Output the full listing verbatim.

=== Exercise material ===

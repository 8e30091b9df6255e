//! Schema definitions for models, fields, relations, and enums.
//!
//! These are produced by upstream schema analysis and are immutable once
//! loaded into a [`SchemaRegistry`](crate::SchemaRegistry).

use serde::{Deserialize, Serialize};
use typeforge_foundation::{Cardinality, ScalarKind};

/// The declared type of a field.
#[derive(Clone, Debug, PartialEq, Eq, Hash, Serialize, Deserialize)]
#[serde(rename_all = "camelCase")]
pub enum FieldType {
    /// A built-in scalar.
    Scalar(ScalarKind),
    /// A schema enumeration, by name.
    Enum(String),
    /// A relation to another model.
    Relation(RelationRef),
}

/// How many records sit on the far side of a relation.
#[derive(Clone, Copy, Debug, PartialEq, Eq, Hash, Serialize, Deserialize)]
#[serde(rename_all = "camelCase")]
pub enum RelationArity {
    /// At most one related record.
    ToOne,
    /// Any number of related records.
    ToMany,
}

/// Reference from a relation field to its target model.
#[derive(Clone, Debug, PartialEq, Eq, Hash, Serialize, Deserialize)]
#[serde(rename_all = "camelCase")]
pub struct RelationRef {
    /// Name of the related model.
    pub target: String,
    /// To-one or to-many.
    pub arity: RelationArity,
    /// Scalar columns on this model that store the related identifier.
    #[serde(default, skip_serializing_if = "Vec::is_empty")]
    pub foreign_keys: Vec<String>,
    /// The opposite relation field on the target model, if known.
    #[serde(default, skip_serializing_if = "Option::is_none")]
    pub back_field: Option<String>,
}

impl RelationRef {
    /// Creates a to-one relation reference.
    #[must_use]
    pub fn to_one(target: impl Into<String>) -> Self {
        Self {
            target: target.into(),
            arity: RelationArity::ToOne,
            foreign_keys: Vec::new(),
            back_field: None,
        }
    }

    /// Creates a to-many relation reference.
    #[must_use]
    pub fn to_many(target: impl Into<String>) -> Self {
        Self {
            target: target.into(),
            arity: RelationArity::ToMany,
            foreign_keys: Vec::new(),
            back_field: None,
        }
    }

    /// Adds a foreign key column stored on the owning model.
    #[must_use]
    pub fn with_foreign_key(mut self, column: impl Into<String>) -> Self {
        self.foreign_keys.push(column.into());
        self
    }

    /// Sets the opposite relation field.
    #[must_use]
    pub fn with_back_field(mut self, field: impl Into<String>) -> Self {
        self.back_field = Some(field.into());
        self
    }
}

/// One declared field of a model (or one operator of a filter declaration).
#[derive(Clone, Debug, PartialEq, Eq, Hash, Serialize, Deserialize)]
#[serde(rename_all = "camelCase")]
pub struct FieldDescriptor {
    /// Field name as it appears in the generated declaration.
    pub name: String,
    /// Declared type.
    #[serde(rename = "type")]
    pub ty: FieldType,
    /// Single value or ordered sequence.
    #[serde(default)]
    pub cardinality: Cardinality,
    /// Whether the field may hold null.
    #[serde(default)]
    pub nullable: bool,
    /// Whether the field is the model identifier.
    #[serde(default)]
    pub is_id: bool,
    /// Whether the field carries a uniqueness constraint.
    #[serde(default)]
    pub is_unique: bool,
    /// Whether the schema supplies a default value.
    #[serde(default)]
    pub has_default: bool,
    /// Excluded from every generated declaration.
    #[serde(default)]
    pub hidden: bool,
}

impl FieldDescriptor {
    /// Creates a required single-valued field of the given type.
    #[must_use]
    pub fn new(name: impl Into<String>, ty: FieldType) -> Self {
        Self {
            name: name.into(),
            ty,
            cardinality: Cardinality::Single,
            nullable: false,
            is_id: false,
            is_unique: false,
            has_default: false,
            hidden: false,
        }
    }

    /// Creates a scalar field.
    #[must_use]
    pub fn scalar(name: impl Into<String>, kind: ScalarKind) -> Self {
        Self::new(name, FieldType::Scalar(kind))
    }

    /// Creates an enum-typed field.
    #[must_use]
    pub fn enumeration(name: impl Into<String>, enum_name: impl Into<String>) -> Self {
        Self::new(name, FieldType::Enum(enum_name.into()))
    }

    /// Creates a relation field; to-many relations are list-valued.
    #[must_use]
    pub fn relation(name: impl Into<String>, relation: RelationRef) -> Self {
        let cardinality = match relation.arity {
            RelationArity::ToOne => Cardinality::Single,
            RelationArity::ToMany => Cardinality::List,
        };
        Self {
            cardinality,
            ..Self::new(name, FieldType::Relation(relation))
        }
    }

    /// Marks the field as list-valued.
    #[must_use]
    pub fn list(mut self) -> Self {
        self.cardinality = Cardinality::List;
        self
    }

    /// Marks the field as nullable.
    #[must_use]
    pub fn nullable(mut self) -> Self {
        self.nullable = true;
        self
    }

    /// Marks the field as the model identifier.
    #[must_use]
    pub fn id(mut self) -> Self {
        self.is_id = true;
        self
    }

    /// Marks the field as unique.
    #[must_use]
    pub fn unique(mut self) -> Self {
        self.is_unique = true;
        self
    }

    /// Marks the field as having a schema default.
    #[must_use]
    pub fn with_default(mut self) -> Self {
        self.has_default = true;
        self
    }

    /// Marks the field as hidden from generated declarations.
    #[must_use]
    pub fn hidden(mut self) -> Self {
        self.hidden = true;
        self
    }

    /// Returns the scalar kind, if this is a scalar field.
    #[must_use]
    pub fn scalar_kind(&self) -> Option<ScalarKind> {
        match self.ty {
            FieldType::Scalar(kind) => Some(kind),
            _ => None,
        }
    }

    /// Returns the enum name, if this is an enum field.
    #[must_use]
    pub fn enum_name(&self) -> Option<&str> {
        match &self.ty {
            FieldType::Enum(name) => Some(name),
            _ => None,
        }
    }

    /// Returns the relation reference, if this is a relation field.
    #[must_use]
    pub fn relation_ref(&self) -> Option<&RelationRef> {
        match &self.ty {
            FieldType::Relation(relation) => Some(relation),
            _ => None,
        }
    }

    /// Returns true if this field is a relation.
    #[must_use]
    pub fn is_relation(&self) -> bool {
        matches!(self.ty, FieldType::Relation(_))
    }

    /// Returns true if the field identifies a record on its own.
    #[must_use]
    pub fn is_unique_key(&self) -> bool {
        (self.is_id || self.is_unique) && !self.cardinality.is_list()
    }
}

/// A model declared in the schema.
#[derive(Clone, Debug, PartialEq, Eq, Serialize, Deserialize)]
pub struct SchemaModel {
    /// Model name (e.g. `User`).
    pub name: String,
    /// Fields in declaration order.
    pub fields: Vec<FieldDescriptor>,
}

impl SchemaModel {
    /// Creates a model with no fields.
    #[must_use]
    pub fn new(name: impl Into<String>) -> Self {
        Self {
            name: name.into(),
            fields: Vec::new(),
        }
    }

    /// Adds a field to the model.
    #[must_use]
    pub fn with_field(mut self, field: FieldDescriptor) -> Self {
        self.fields.push(field);
        self
    }

    /// Returns the field by name.
    #[must_use]
    pub fn field(&self, name: &str) -> Option<&FieldDescriptor> {
        self.fields.iter().find(|f| f.name == name)
    }
}

/// An enumeration declared in the schema.
#[derive(Clone, Debug, PartialEq, Eq, Serialize, Deserialize)]
pub struct EnumDef {
    /// Enum name (e.g. `Role`).
    pub name: String,
    /// Member names in declaration order.
    #[serde(default)]
    pub values: Vec<String>,
}

impl EnumDef {
    /// Creates an enum with the given members.
    #[must_use]
    pub fn new<I, S>(name: impl Into<String>, values: I) -> Self
    where
        I: IntoIterator<Item = S>,
        S: Into<String>,
    {
        Self {
            name: name.into(),
            values: values.into_iter().map(Into::into).collect(),
        }
    }
}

===

Answer below:
repository 8e30091b9df6255e
//! Schema definitions for models, fields, relations, and enums.
//!
//! These are produced by upstream schema analysis and are immutable once
//! loaded into a [`SchemaRegistry`](crate::SchemaRegistry).

use serde::{Deserialize, Serialize};
use typeforge_foundation::{Cardinality, ScalarKind};

/// The declared type of a field.
#[derive(Clone, Debug, PartialEq, Eq, Hash, Serialize, Deserialize)]
#[serde(rename_all = "camelCase")]
pub enum FieldType {
    /// A built-in scalar.
    Scalar(ScalarKind),
    /// A schema enumeration, by name.
    Enum(String),
    /// A relation to another model.
    Relation(RelationRef),
}

/// How many records sit on the far side of a relation.
#[derive(Clone, Copy, Debug, PartialEq, Eq, Hash, Serialize, Deserialize)]
#[serde(rename_all = "camelCase")]
pub enum RelationArity {
    /// At most one related record.
    ToOne,
    /// Any number of related records.
    ToMany,
}

/// Reference from a relation field to its target model.
#[derive(Clone, Debug, PartialEq, Eq, Hash, Serialize, Deserialize)]
#[serde(rename_all = "camelCase")]
pub struct RelationRef {
    /// Name of the related model.
    pub target: String,
    /// To-one or to-many.
    pub arity: RelationArity,
    /// Scalar columns on this model that store the related identifier.
    #[serde(default, skip_serializing_if = "Vec::is_empty")]
    pub foreign_keys: Vec<String>,
    /// The opposite relation field on the target model, if known.
    #[serde(default, skip_serializing_if = "Option::is_none")]
    pub back_field: Option<String>,
}

impl RelationRef {
    /// Creates a to-one relation reference.
    #[must_use]
    pub fn to_one(target: impl Into<String>) -> Self {
        Self {
            target: target.into(),
            arity: RelationArity::ToOne,
            foreign_keys: Vec::new(),
            back_field: None,
        }
    }

    /// Creates a to-many relation reference.
    #[must_use]
    pub fn to_many(target: impl Into<String>) -> Self {
        Self {
            target: target.into(),
            arity: RelationArity::ToMany,
            foreign_keys: Vec::new(),
            back_field: None,
        }
    }

    /// Adds a foreign key column stored on the owning model.
    #[must_use]
    pub fn with_foreign_key(mut self, column: impl Into<String>) -> Self {
        self.foreign_keys.push(column.into());
        self
    }

    /// Sets the opposite relation field.
    #[must_use]
    pub fn with_back_field(mut self, field: impl Into<String>) -> Self {
        self.back_field = Some(field.into());
        self
    }
}

/// One declared field of a model (or one operator of a filter declaration).
#[derive(Clone, Debug, PartialEq, Eq, Hash, Serialize, Deserialize)]
#[serde(rename_all = "camelCase")]
pub struct FieldDescriptor {
    /// Field name as it appears in the generated declaration.
    pub name: String,
    /// Declared type.
    #[serde(rename = "type")]
    pub ty: FieldType,
    /// Single value or ordered sequence.
    #[serde(default)]
    pub cardinality: Cardinality,
    /// Whether the field may hold null.
    #[serde(default)]
    pub nullable: bool,
    /// Whether the field is the model identifier.
    #[serde(default)]
    pub is_id: bool,
    /// Whether the field carries a uniqueness constraint.
    #[serde(default)]
    pub is_unique: bool,
    /// Whether the schema supplies a default value.
    #[serde(default)]
    pub has_default: bool,
    /// Excluded from every generated declaration.
    #[serde(default)]
    pub hidden: bool,
}

impl FieldDescriptor {
    /// Creates a required single-valued field of the given type.
    #[must_use]
    pub fn new(name: impl Into<String>, ty: FieldType) -> Self {
        Self {
            name: name.into(),
            ty,
            cardinality: Cardinality::Single,
            nullable: false,
            is_id: false,
            is_unique: false,
            has_default: false,
            hidden: false,
        }
    }

    /// Creates a scalar field.
    #[must_use]
    pub fn scalar(name: impl Into<String>, kind: ScalarKind) -> Self {
        Self::new(name, FieldType::Scalar(kind))
    }

    /// Creates an enum-typed field.
    #[must_use]
    pub fn enumeration(name: impl Into<String>, enum_name: impl Into<String>) -> Self {
        Self::new(name, FieldType::Enum(enum_name.into()))
    }

    /// Creates a relation field; to-many relations are list-valued.
    #[must_use]
    pub fn relation(name: impl Into<String>, relation: RelationRef) -> Self {
        let cardinality = match relation.arity {
            RelationArity::ToOne => Cardinality::Single,
            RelationArity::ToMany => Cardinality::List,
        };
        Self {
            cardinality,
            ..Self::new(name, FieldType::Relation(relation))
        }
    }

    /// Marks the field as list-valued.
    #[must_use]
    pub fn list(mut self) -> Self {
        self.cardinality = Cardinality::List;
        self
    }

    /// Marks the field as nullable.
    #[must_use]
    pub fn nullable(mut self) -> Self {
        self.nullable = true;
        self
    }

    /// Marks the field as the model identifier.
    #[must_use]
    pub fn id(mut self) -> Self {
        self.is_id = true;
        self
    }

    /// Marks the field as unique.
    #[must_use]
    pub fn unique(mut self) -> Self {
        self.is_unique = true;
        self
    }

    /// Marks the field as having a schema default.
    #[must_use]
    pub fn with_default(mut self) -> Self {
        self.has_default = true;
        self
    }

    /// Marks the field as hidden from generated declarations.
    #[must_use]
    pub fn hidden(mut self) -> Self {
        self.hidden = true;
        self
    }

    /// Returns the scalar kind, if this is a scalar field.
    #[must_use]
    pub fn scalar_kind(&self) -> Option<ScalarKind> {
        match self.ty {
            FieldType::Scalar(kind) => Some(kind),
            _ => None,
        }
    }

    /// Returns the enum name, if this is an enum field.
    #[must_use]
    pub fn enum_name(&self) -> Option<&str> {
        match &self.ty {
            FieldType::Enum(name) => Some(name),
            _ => None,
        }
    }

    /// Returns the relation reference, if this is a relation field.
    #[must_use]
    pub fn relation_ref(&self) -> Option<&RelationRef> {
        match &self.ty {
            FieldType::Relation(relation) => Some(relation),
            _ => None,
        }
    }

    /// Returns true if this field is a relation.
    #[must_use]
    pub fn is_relation(&self) -> bool {
        matches!(self.ty, FieldType::Relation(_))
    }

    /// Returns true if the field identifies a record on its own.
    #[must_use]
    pub fn is_unique_key(&self) -> bool {
        (self.is_id || self.is_unique) && !self.cardinality.is_list()
    }
}

/// A model declared in the schema.
#[derive(Clone, Debug, PartialEq, Eq, Serialize, Deserialize)]
pub struct SchemaModel {
    /// Model name (e.g. `User`).
    pub name: String,
    /// Fields in declaration order.
    pub fields: Vec<FieldDescriptor>,
}

impl SchemaModel {
    /// Creates a model with no fields.
    #[must_use]
    pub fn new(name: impl Into<String>) -> Self {
        Self {
            name: name.into(),
            fields: Vec::new(),
        }
    }

    /// Adds a field to the model.
    #[must_use]
    pub fn with_field(mut self, field: FieldDescriptor) -> Self {
        self.fields.push(field);
        self
    }

    /// Returns the field by name.
    #[must_use]
    pub fn field(&self, name: &str) -> Option<&FieldDescriptor> {
        self.fields.iter().find(|f| f.name == name)
    }
}

/// An enumeration declared in the schema.
#[derive(Clone, Debug, PartialEq, Eq, Serialize, Deserialize)]
pub struct EnumDef {
    /// Enum name (e.g. `Role`).
    pub name: String,
    /// Member names in declaration order.
    #[serde(default)]
    pub values: Vec<String>,
}

impl EnumDef {
    /// Creates an enum with the given members.
    #[must_use]
    pub fn new<I, S>(name: impl Into<String>, values: I) -> Self
    where
        I: IntoIterator<Item = S>,
        S: Into<String>,
    {
        Self {
            name: name.into(),
            values: values.into_iter().map(Into::into).collect(),
        }
    }
}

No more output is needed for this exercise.